Can you please clarify the formatting and order for ‘‘lxc config device add’’.

Thanks

So:

lxc config device add INSTANCE-NAME DEVICE-NAME gpu gputype=mig mig.uuid=UUID
2 Likes

Hi Stéphane,

thanks for the document reference and the config device clarification, that worked to add the config to my container instance.

root@*****10de001:~# lxc config device add noble-pug dev-gpu gpu gputype=mig mig.uuid=3c752391-2e63-5240-a203-f905e007b241
Error: Failed to add device "dev-gpu": Device cannot be added when instance is running

So attempting to add the mig gpu error with a meaningful message that prompted me to terminate the instance.
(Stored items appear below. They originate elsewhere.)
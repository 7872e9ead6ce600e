// serializer.rs — Read and write policy suite documents.
//
// Suites are YAML. JSON documents load too, since JSON is a subset of YAML.
// When a suite is loaded from a file, relative policy paths are resolved
// against the suite file's directory so a suite runs the same from any
// working directory. Built-in names are left untouched.

use std::fs;
use std::path::Path;

use crate::builtin::BuiltInPolicyProvider;
use crate::error::{Result, SuiteError};
use crate::suite::PolicySuite;

#[derive(Debug, Clone, Copy, Default)]
pub struct PolicySuiteSerializer;

impl PolicySuiteSerializer {
    pub fn serialize(&self, suite: &PolicySuite) -> Result<String> {
        serde_yaml::to_string(suite).map_err(SuiteError::Serialize)
    }

    /// Parse a suite document. `origin` names the document in errors.
    pub fn deserialize(&self, origin: &str, text: &str) -> Result<PolicySuite> {
        serde_yaml::from_str(text).map_err(|source| SuiteError::Parse {
            origin: origin.to_string(),
            source,
        })
    }

    /// Load a suite file, resolving relative policy paths.
    pub fn load(&self, path: &Path) -> Result<PolicySuite> {
        let text = fs::read_to_string(path).map_err(|source| SuiteError::Io {
            path: path.to_path_buf(),
            source,
        })?;
        let mut suite = self.deserialize(&path.display().to_string(), &text)?;

        let base = path.parent().unwrap_or_else(|| Path::new(""));
        for element in &mut suite.policies {
            for policy in &mut element.policies {
                if BuiltInPolicyProvider::is_builtin(policy) || Path::new(policy).is_absolute() {
                    continue;
                }
                *policy = base.join(policy.as_str()).display().to_string();
            }
        }

        tracing::debug!(
            path = %path.display(),
            elements = suite.policies.len(),
            "loaded policy suite"
        );
        Ok(suite)
    }
}
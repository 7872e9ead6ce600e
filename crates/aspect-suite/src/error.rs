// error.rs — Error types for suite loading, built-ins and configuration.
//
// Run-time problems (compile errors, discovery faults, evaluation faults) are
// not errors here: the runner reports them as data on each result.

use std::path::PathBuf;

use aspect_policy::PolicyError;
use thiserror::Error;

/// Errors raised before a suite run starts.
#[derive(Debug, Error)]
pub enum SuiteError {
    #[error("failed to read {path}: {source}")]
    Io {
        path: PathBuf,
        source: std::io::Error,
    },

    #[error("invalid policy suite document {origin}: {source}")]
    Parse {
        origin: String,
        source: serde_yaml::Error,
    },

    #[error("failed to serialize policy suite: {0}")]
    Serialize(#[source] serde_yaml::Error),

    #[error("no built-in {what} named '{name}'")]
    UnknownBuiltin { what: &'static str, name: String },

    #[error("'{path}' is not a policy source; expected a .suite or .policy file")]
    UnsupportedSource { path: String },

    #[error("invalid configuration {path}: {source}")]
    Config {
        path: PathBuf,
        source: toml::de::Error,
    },

    #[error(transparent)]
    Policy(#[from] PolicyError),
}

pub type Result<T> = std::result::Result<T, SuiteError>;
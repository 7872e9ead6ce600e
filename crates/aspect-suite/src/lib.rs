//! # aspect-suite
//!
//! Policy suites for Aspect: the suite document model, validation, built-in
//! policies, the cloud provider contract, and the concurrent
//! [`PolicySuiteRunner`].
//!
//! A suite groups policy files by provider and region. Running one compiles
//! each policy against its provider's property catalog, discovers the
//! resources it targets, and evaluates them, producing one
//! [`PolicySuiteRunResult`] per (element, region, policy file).
//!
//! ## Key invariants
//!
//! - **Validate before run**: a suite that fails [`PolicySuiteValidator`]
//!   must not be run at all.
//! - **Partial failure is data**: compile, source and discovery problems
//!   block only their own triple and are reported as [`RunError`]s.
//! - **One entry per (policy, resource)**: duplicate FailedResource entries
//!   are dropped when unit results are merged.
//! - **Cooperative cancellation**: no unit starts after the run's
//!   `CancellationToken` fires; results produced so far are returned.

pub mod builtin;
pub mod config;
pub mod error;
pub mod provider;
pub mod result;
pub mod runner;
pub mod serializer;
pub mod suite;
pub mod validator;

pub use builtin::BuiltInPolicyProvider;
pub use config::{AspectConfig, OutputFormat, DEFAULT_CONFIG_PATH};
pub use error::SuiteError;
pub use provider::{CloudProvider, DiscoveryError, ProgressFn, ProviderRegistry};
pub use result::{
    FailedResource, PolicySuiteRunResult, RunError, RunOutcome, RunReport, RunStatus,
};
pub use runner::{PolicySuiteRunner, DEFAULT_MAX_CONCURRENCY};
pub use serializer::PolicySuiteSerializer;
pub use suite::{PolicyElement, PolicySuite, POLICY_EXTENSION, SUITE_EXTENSION};
pub use validator::{PolicySuiteValidator, ValidationResult};
// engine.rs — Compiled policies and the tree-walking evaluator.
//
// A CompiledPolicy is the bound form of a validate block: every property
// reference has been checked against the resource kind's catalog and every
// literal already coerced to the property's declared type. Evaluating it
// against a resource:
//
// 1. Statements run in source order; the first false one → Failed
// 2. Inside a statement, `&&` short-circuits left to right
// 3. Properties are read only when a comparison needs them
// 4. A missing property, or a value whose runtime type differs from the
//    catalog, → Error (a fault in the data, not a failed check)
// 5. All statements true → Passed
//
// Evaluation is pure: no I/O, no shared state, safe to run from any thread.

use std::cmp::Ordering;

use serde::Serialize;
use thiserror::Error;

use crate::ast::CompareOp;
use crate::resource::{PropertyType, PropertyValue, Resource};

/// Outcome of applying one compiled policy to one resource.
#[derive(Debug, Clone, PartialEq, Serialize)]
#[serde(tag = "outcome", rename_all = "snake_case")]
pub enum ResourcePolicyExecution {
    Passed,
    Failed,
    /// The predicate could not be evaluated for this resource.
    Error { fault: EvaluationFault },
}

impl ResourcePolicyExecution {
    pub fn is_passed(&self) -> bool {
        matches!(self, ResourcePolicyExecution::Passed)
    }
}

/// A runtime fault raised while reading or comparing a property.
#[derive(Debug, Clone, PartialEq, Error, Serialize)]
#[serde(tag = "kind", rename_all = "snake_case")]
pub enum EvaluationFault {
    #[error("{resource} has no value for property '{property}'")]
    MissingProperty { resource: String, property: String },

    #[error("property '{property}' of {resource} is declared {expected} but holds a {found} value")]
    TypeMismatch {
        resource: String,
        property: String,
        expected: PropertyType,
        found: PropertyType,
    },

    #[error("policy targets '{expected}' resources but was applied to a '{found}'")]
    ResourceKindMismatch { expected: String, found: String },
}

#[derive(Debug, Clone, PartialEq)]
pub(crate) struct PropertyRef {
    pub name: String,
    pub property_type: PropertyType,
}

#[derive(Debug, Clone, PartialEq)]
pub(crate) enum BoundOperand {
    Value(PropertyValue),
    Property(PropertyRef),
    /// Right-hand side of `in`.
    List(Vec<PropertyValue>),
}

#[derive(Debug, Clone, PartialEq)]
pub(crate) struct BoundComparison {
    pub property: PropertyRef,
    pub op: CompareOp,
    pub operand: BoundOperand,
}

#[derive(Debug, Clone, PartialEq)]
pub(crate) enum BoundExpr {
    And(Vec<BoundExpr>),
    Compare(BoundComparison),
}

#[derive(Debug, Clone, PartialEq)]
pub(crate) struct BoundStatement {
    pub expr: BoundExpr,
    /// Source text of the statement, for traces and reports.
    pub text: String,
}

/// One statement checked during `evaluate_with_trace`.
#[derive(Debug, Clone, PartialEq, Serialize)]
pub struct EvaluationStep {
    /// The statement's source text (e.g., `input.Public == false`).
    pub statement: String,
    /// "passed", "failed", or "error: <fault>".
    pub outcome: String,
    /// Whether this step decided the result.
    pub terminal: bool,
}

/// Evaluation result plus the statements checked to reach it.
#[derive(Debug, Clone, PartialEq, Serialize)]
pub struct EvaluationTrace {
    pub execution: ResourcePolicyExecution,
    pub steps: Vec<EvaluationStep>,
}

impl EvaluationTrace {
    /// The statement that failed or faulted, if any.
    pub fn deciding_statement(&self) -> Option<&str> {
        if self.execution.is_passed() {
            return None;
        }
        self.steps
            .iter()
            .find(|s| s.terminal)
            .map(|s| s.statement.as_str())
    }
}

/// The executable form of one policy file.
#[derive(Debug, Clone, PartialEq)]
pub struct CompiledPolicy {
    name: String,
    resource_kind: String,
    statements: Vec<BoundStatement>,
}

impl CompiledPolicy {
    pub(crate) fn new(
        name: impl Into<String>,
        resource_kind: impl Into<String>,
        statements: Vec<BoundStatement>,
    ) -> Self {
        Self {
            name: name.into(),
            resource_kind: resource_kind.into(),
            statements,
        }
    }

    /// Name of the compilation unit this policy came from.
    pub fn name(&self) -> &str {
        &self.name
    }

    /// The resource kind this policy validates.
    pub fn resource_kind(&self) -> &str {
        &self.resource_kind
    }

    pub fn statements(&self) -> impl Iterator<Item = &str> {
        self.statements.iter().map(|s| s.text.as_str())
    }

    pub fn evaluate(&self, resource: &dyn Resource) -> ResourcePolicyExecution {
        if let Err(fault) = self.check_kind(resource) {
            return ResourcePolicyExecution::Error { fault };
        }
        for statement in &self.statements {
            match eval(&statement.expr, resource) {
                Ok(true) => {}
                Ok(false) => return ResourcePolicyExecution::Failed,
                Err(fault) => return ResourcePolicyExecution::Error { fault },
            }
        }
        ResourcePolicyExecution::Passed
    }

    /// Same logic as `evaluate()` but records every statement checked.
    pub fn evaluate_with_trace(&self, resource: &dyn Resource) -> EvaluationTrace {
        let mut steps = Vec::new();

        if let Err(fault) = self.check_kind(resource) {
            steps.push(EvaluationStep {
                statement: format!("resource \"{}\"", self.resource_kind),
                outcome: format!("error: {}", fault),
                terminal: true,
            });
            return EvaluationTrace {
                execution: ResourcePolicyExecution::Error { fault },
                steps,
            };
        }

        for statement in &self.statements {
            match eval(&statement.expr, resource) {
                Ok(true) => steps.push(EvaluationStep {
                    statement: statement.text.clone(),
                    outcome: "passed".to_string(),
                    terminal: false,
                }),
                Ok(false) => {
                    steps.push(EvaluationStep {
                        statement: statement.text.clone(),
                        outcome: "failed".to_string(),
                        terminal: true,
                    });
                    return EvaluationTrace {
                        execution: ResourcePolicyExecution::Failed,
                        steps,
                    };
                }
                Err(fault) => {
                    steps.push(EvaluationStep {
                        statement: statement.text.clone(),
                        outcome: format!("error: {}", fault),
                        terminal: true,
                    });
                    return EvaluationTrace {
                        execution: ResourcePolicyExecution::Error { fault },
                        steps,
                    };
                }
            }
        }

        EvaluationTrace {
            execution: ResourcePolicyExecution::Passed,
            steps,
        }
    }

    fn check_kind(&self, resource: &dyn Resource) -> Result<(), EvaluationFault> {
        if resource.kind().eq_ignore_ascii_case(&self.resource_kind) {
            Ok(())
        } else {
            Err(EvaluationFault::ResourceKindMismatch {
                expected: self.resource_kind.clone(),
                found: resource.kind().to_string(),
            })
        }
    }
}

fn eval(expr: &BoundExpr, resource: &dyn Resource) -> Result<bool, EvaluationFault> {
    match expr {
        BoundExpr::And(terms) => {
            for term in terms {
                if !eval(term, resource)? {
                    return Ok(false);
                }
            }
            Ok(true)
        }
        BoundExpr::Compare(comparison) => eval_comparison(comparison, resource),
    }
}

fn eval_comparison(
    comparison: &BoundComparison,
    resource: &dyn Resource,
) -> Result<bool, EvaluationFault> {
    let left = read(resource, &comparison.property)?;
    let result = match &comparison.operand {
        BoundOperand::Value(right) => compare(&left, comparison.op, right),
        BoundOperand::Property(property) => {
            let right = read(resource, property)?;
            compare(&left, comparison.op, &right)
        }
        BoundOperand::List(items) => items.contains(&left),
    };
    tracing::trace!(
        resource = %resource.identity(),
        property = %comparison.property.name,
        op = %comparison.op,
        result,
        "compared property"
    );
    Ok(result)
}

fn read(resource: &dyn Resource, property: &PropertyRef) -> Result<PropertyValue, EvaluationFault> {
    let value = resource
        .property(&property.name)
        .ok_or_else(|| EvaluationFault::MissingProperty {
            resource: resource.identity().to_string(),
            property: property.name.clone(),
        })?;
    let found = value.property_type();
    if found != property.property_type {
        return Err(EvaluationFault::TypeMismatch {
            resource: resource.identity().to_string(),
            property: property.name.clone(),
            expected: property.property_type,
            found,
        });
    }
    Ok(value)
}

fn compare(left: &PropertyValue, op: CompareOp, right: &PropertyValue) -> bool {
    match op {
        CompareOp::Eq => left == right,
        CompareOp::NotEq => left != right,
        CompareOp::EqIgnoreCase => eq_ignore_case(left, right),
        CompareOp::NotEqIgnoreCase => !eq_ignore_case(left, right),
        CompareOp::Lt => ordering(left, right).is_some_and(Ordering::is_lt),
        CompareOp::LtEq => ordering(left, right).is_some_and(Ordering::is_le),
        CompareOp::Gt => ordering(left, right).is_some_and(Ordering::is_gt),
        CompareOp::GtEq => ordering(left, right).is_some_and(Ordering::is_ge),
        CompareOp::In => match (left, right) {
            (PropertyValue::String(item), PropertyValue::StringSet(set)) => set.contains(item),
            _ => false,
        },
        CompareOp::Contains => match (left, right) {
            (PropertyValue::String(haystack), PropertyValue::String(needle)) => {
                haystack.contains(needle.as_str())
            }
            (PropertyValue::StringSet(set), PropertyValue::String(item)) => set.contains(item),
            _ => false,
        },
    }
}

fn eq_ignore_case(left: &PropertyValue, right: &PropertyValue) -> bool {
    match (left, right) {
        (PropertyValue::String(a), PropertyValue::String(b)) => {
            a.to_lowercase() == b.to_lowercase()
        }
        _ => left == right,
    }
}

fn ordering(left: &PropertyValue, right: &PropertyValue) -> Option<Ordering> {
    match (left, right) {
        (PropertyValue::Number(a), PropertyValue::Number(b)) => a.partial_cmp(b),
        (PropertyValue::String(a), PropertyValue::String(b)) => Some(a.cmp(b)),
        _ => None,
    }
}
This is not the case with a standard GPU.

root@*****10de001:~# lxc stop noble-pug
root@*****10de001:~# lxc config device add noble-pug dev-gpu gpu gputype=mig mig.uuid=3c752391-2e63-5240-a203-f905e007b241
Device dev-gpu added to noble-pug

The command to add the device now works as expected and I do get a positive feedback message that my device was successfully added.

My issue now is that once I have added the device successfully I cannot start by container instance and I get the following error message:

root@teeis10de001:~# lxc start noble-pug
Error: Failed to start device "dev-gpu": Card isn't a NVIDIA GPU or driver isn't properly setup
Try `lxc info --show-log noble-pug` for more info

Looking at the log as suggested is not helping much, it seems to be empty and I get no meaningful help searching for solutions online.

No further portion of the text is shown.